**DIRECTIONS**
Where does the word "Marks" show up in the data? Please find each such line and copy it.
=== DATA FOR PROCESSING ===
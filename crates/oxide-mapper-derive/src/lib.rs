//! Derive macro for accessor-style beans.
//!
//! This crate provides `#[derive(Bean)]`, which implements
//! `oxide_mapper::AccessorBean` from a struct's named fields.

use proc_macro::TokenStream;
use proc_macro2::TokenStream as TokenStream2;
use quote::quote;
use syn::meta::ParseNestedMeta;
use syn::{
    parse_macro_input, Attribute, Data, DeriveInput, Fields, GenericArgument, LitStr, Meta, PathArguments,
    Type,
};

/// Derives `AccessorBean` for a struct with named fields.
///
/// The struct must implement `Default`. Every field becomes a property named
/// after the field.
///
/// # Struct Attributes
///
/// - `#[bean(table = "table_name")]` - Table the bean maps to (optional,
///   defaults to the configured naming convention)
///
/// # Field Attributes
///
/// - `#[column(name = "column_name")]` - Column the property maps to
///   (optional, defaults to the field name)
/// - `#[column(skip)]` or `#[bean(skip)]` - Leaves the field out of the bean
/// - `#[one_to_many]` - Marks a collection of detail beans; accepts
///   `detail_table = "..."` and `foreign_key = "..."`
/// - `#[many_to_many(join_table = "...")]` - Marks a collection linked
///   through a join table; also accepts `fk_to_owner`, `fk_to_detail`,
///   `detail_table` and `detail_pk`
///
/// Relation fields must be a generic collection such as `Vec<Address>`;
/// the first type argument is the element bean.
#[proc_macro_derive(Bean, attributes(bean, column, one_to_many, many_to_many))]
pub fn derive_bean(input: TokenStream) -> TokenStream {
    let input = parse_macro_input!(input as DeriveInput);
    derive_bean_impl(&input)
        .unwrap_or_else(|e| e.to_compile_error())
        .into()
}

fn derive_bean_impl(input: &DeriveInput) -> syn::Result<TokenStream2> {
    let struct_name = &input.ident;
    let table_name = parse_bean_attrs(&input.attrs)?;

    let fields = match &input.data {
        Data::Struct(data) => match &data.fields {
            Fields::Named(fields) => &fields.named,
            _ => {
                return Err(syn::Error::new_spanned(
                    input,
                    "Bean derive only supports structs with named fields",
                ));
            }
        },
        _ => {
            return Err(syn::Error::new_spanned(
                input,
                "Bean derive only supports structs",
            ));
        }
    };

    let mut properties: Vec<TokenStream2> = Vec::new();
    for field in fields {
        let Some(field_name) = field.ident.as_ref() else {
            continue;
        };
        let attrs = parse_field_attrs(&field.attrs)?;
        if attrs.skip {
            continue;
        }
        let property_name = field_name.to_string();
        let field_type = &field.ty;

        let property = match &attrs.relation {
            None => {
                let column = attrs.column.as_ref().map(|column| quote!(.with_column(#column)));
                quote! {
                    ::oxide_mapper::BeanProperty::<Self>::field::<#field_type>(
                        #property_name,
                        |bean: &Self| ::std::clone::Clone::clone(&bean.#field_name),
                        |bean: &mut Self, value: #field_type| bean.#field_name = value,
                    )
                    #column
                }
            }
            Some(relation) => {
                let element = element_type(field_type)?;
                let hint = relation.to_tokens();
                quote! {
                    ::oxide_mapper::BeanProperty::<Self>::collection::<#element, #field_type>(
                        #property_name,
                        |bean: &mut Self, value: #field_type| bean.#field_name = value,
                    )
                    .with_relation(#hint)
                }
            }
        };
        properties.push(property);
    }

    let table_fn = table_name.map(|table| {
        quote! {
            fn table_name() -> ::std::option::Option<&'static str> {
                ::std::option::Option::Some(#table)
            }
        }
    });

    let (impl_generics, ty_generics, where_clause) = input.generics.split_for_impl();
    Ok(quote! {
        impl #impl_generics ::oxide_mapper::AccessorBean for #struct_name #ty_generics #where_clause {
            fn properties() -> ::std::vec::Vec<::oxide_mapper::BeanProperty<Self>> {
                ::std::vec![#(#properties),*]
            }

            #table_fn
        }
    })
}

#[derive(Default)]
struct FieldAttrs {
    column: Option<String>,
    skip: bool,
    relation: Option<Relation>,
}

enum Relation {
    OneToMany {
        detail_table: Option<String>,
        foreign_key: Option<String>,
    },
    ManyToMany {
        join_table: String,
        fk_to_owner: Option<String>,
        fk_to_detail: Option<String>,
        detail_table: Option<String>,
        detail_pk: Option<String>,
    },
}

impl Relation {
    fn to_tokens(&self) -> TokenStream2 {
        match self {
            Self::OneToMany {
                detail_table,
                foreign_key,
            } => {
                let detail_table = optional_string(detail_table.as_deref());
                let foreign_key = optional_string(foreign_key.as_deref());
                quote! {
                    ::oxide_mapper::RelationHint::OneToMany(::oxide_mapper::OneToManyHint {
                        detail_table: #detail_table,
                        foreign_key: #foreign_key,
                    })
                }
            }
            Self::ManyToMany {
                join_table,
                fk_to_owner,
                fk_to_detail,
                detail_table,
                detail_pk,
            } => {
                let fk_to_owner = optional_string(fk_to_owner.as_deref());
                let fk_to_detail = optional_string(fk_to_detail.as_deref());
                let detail_table = optional_string(detail_table.as_deref());
                let detail_pk = optional_string(detail_pk.as_deref());
                quote! {
                    ::oxide_mapper::RelationHint::ManyToMany(::oxide_mapper::ManyToManyHint {
                        join_table: ::std::string::String::from(#join_table),
                        fk_to_owner: #fk_to_owner,
                        fk_to_detail: #fk_to_detail,
                        detail_table: #detail_table,
                        detail_pk: #detail_pk,
                    })
                }
            }
        }
    }
}

fn optional_string(value: Option<&str>) -> TokenStream2 {
    match value {
        Some(value) => quote!(::std::option::Option::Some(::std::string::String::from(#value))),
        None => quote!(::std::option::Option::None),
    }
}

fn string_value(meta: &ParseNestedMeta) -> syn::Result<String> {
    let value: LitStr = meta.value()?.parse()?;
    Ok(value.value())
}

fn parse_bean_attrs(attrs: &[Attribute]) -> syn::Result<Option<String>> {
    let mut table_name = None;
    for attr in attrs {
        if attr.path().is_ident("bean") {
            attr.parse_nested_meta(|meta| {
                if meta.path.is_ident("table") {
                    table_name = Some(string_value(&meta)?);
                    Ok(())
                } else {
                    Err(meta.error("unsupported bean attribute, expected `table`"))
                }
            })?;
        }
    }
    Ok(table_name)
}

fn parse_field_attrs(attrs: &[Attribute]) -> syn::Result<FieldAttrs> {
    let mut result = FieldAttrs::default();

    for attr in attrs {
        if attr.path().is_ident("column") || attr.path().is_ident("bean") {
            attr.parse_nested_meta(|meta| {
                if meta.path.is_ident("skip") {
                    result.skip = true;
                } else if meta.path.is_ident("name") {
                    result.column = Some(string_value(&meta)?);
                } else {
                    return Err(meta.error("unsupported column attribute, expected `name` or `skip`"));
                }
                Ok(())
            })?;
        } else if attr.path().is_ident("one_to_many") {
            let mut detail_table = None;
            let mut foreign_key = None;
            // Bare `#[one_to_many]` leaves everything to the schema
            if !matches!(attr.meta, Meta::Path(_)) {
                attr.parse_nested_meta(|meta| {
                    if meta.path.is_ident("detail_table") {
                        detail_table = Some(string_value(&meta)?);
                    } else if meta.path.is_ident("foreign_key") {
                        foreign_key = Some(string_value(&meta)?);
                    } else {
                        return Err(meta.error(
                            "unsupported one_to_many attribute, expected `detail_table` or `foreign_key`",
                        ));
                    }
                    Ok(())
                })?;
            }
            set_relation(
                &mut result,
                attr,
                Relation::OneToMany {
                    detail_table,
                    foreign_key,
                },
            )?;
        } else if attr.path().is_ident("many_to_many") {
            let mut join_table = None;
            let mut fk_to_owner = None;
            let mut fk_to_detail = None;
            let mut detail_table = None;
            let mut detail_pk = None;
            attr.parse_nested_meta(|meta| {
                let value = string_value(&meta)?;
                if meta.path.is_ident("join_table") {
                    join_table = Some(value);
                } else if meta.path.is_ident("fk_to_owner") {
                    fk_to_owner = Some(value);
                } else if meta.path.is_ident("fk_to_detail") {
                    fk_to_detail = Some(value);
                } else if meta.path.is_ident("detail_table") {
                    detail_table = Some(value);
                } else if meta.path.is_ident("detail_pk") {
                    detail_pk = Some(value);
                } else {
                    return Err(meta.error("unsupported many_to_many attribute"));
                }
                Ok(())
            })?;
            let join_table = join_table
                .ok_or_else(|| syn::Error::new_spanned(attr, "many_to_many requires `join_table`"))?;
            set_relation(
                &mut result,
                attr,
                Relation::ManyToMany {
                    join_table,
                    fk_to_owner,
                    fk_to_detail,
                    detail_table,
                    detail_pk,
                },
            )?;
        }
    }

    Ok(result)
}

fn set_relation(attrs: &mut FieldAttrs, attr: &Attribute, relation: Relation) -> syn::Result<()> {
    if attrs.relation.is_some() {
        return Err(syn::Error::new_spanned(
            attr,
            "a field can declare only one relation",
        ));
    }
    attrs.relation = Some(relation);
    Ok(())
}

/// The first generic argument of a collection type, e.g. `Address` in
/// `Vec<Address>`.
fn element_type(ty: &Type) -> syn::Result<&Type> {
    if let Type::Path(path) = ty {
        if let Some(segment) = path.path.segments.last() {
            if let PathArguments::AngleBracketed(args) = &segment.arguments {
                if let Some(GenericArgument::Type(element)) = args.args.first() {
                    return Ok(element);
                }
            }
        }
    }
    Err(syn::Error::new_spanned(
        ty,
        "relation fields must be a collection with the element bean as first type argument",
    ))
}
===
**EXERCISE SOLUTION**
/// - `#[one_to_many]` - Marks a collection of detail beans; accepts
/// - `#[many_to_many(join_table = "...")]` - Marks a collection linked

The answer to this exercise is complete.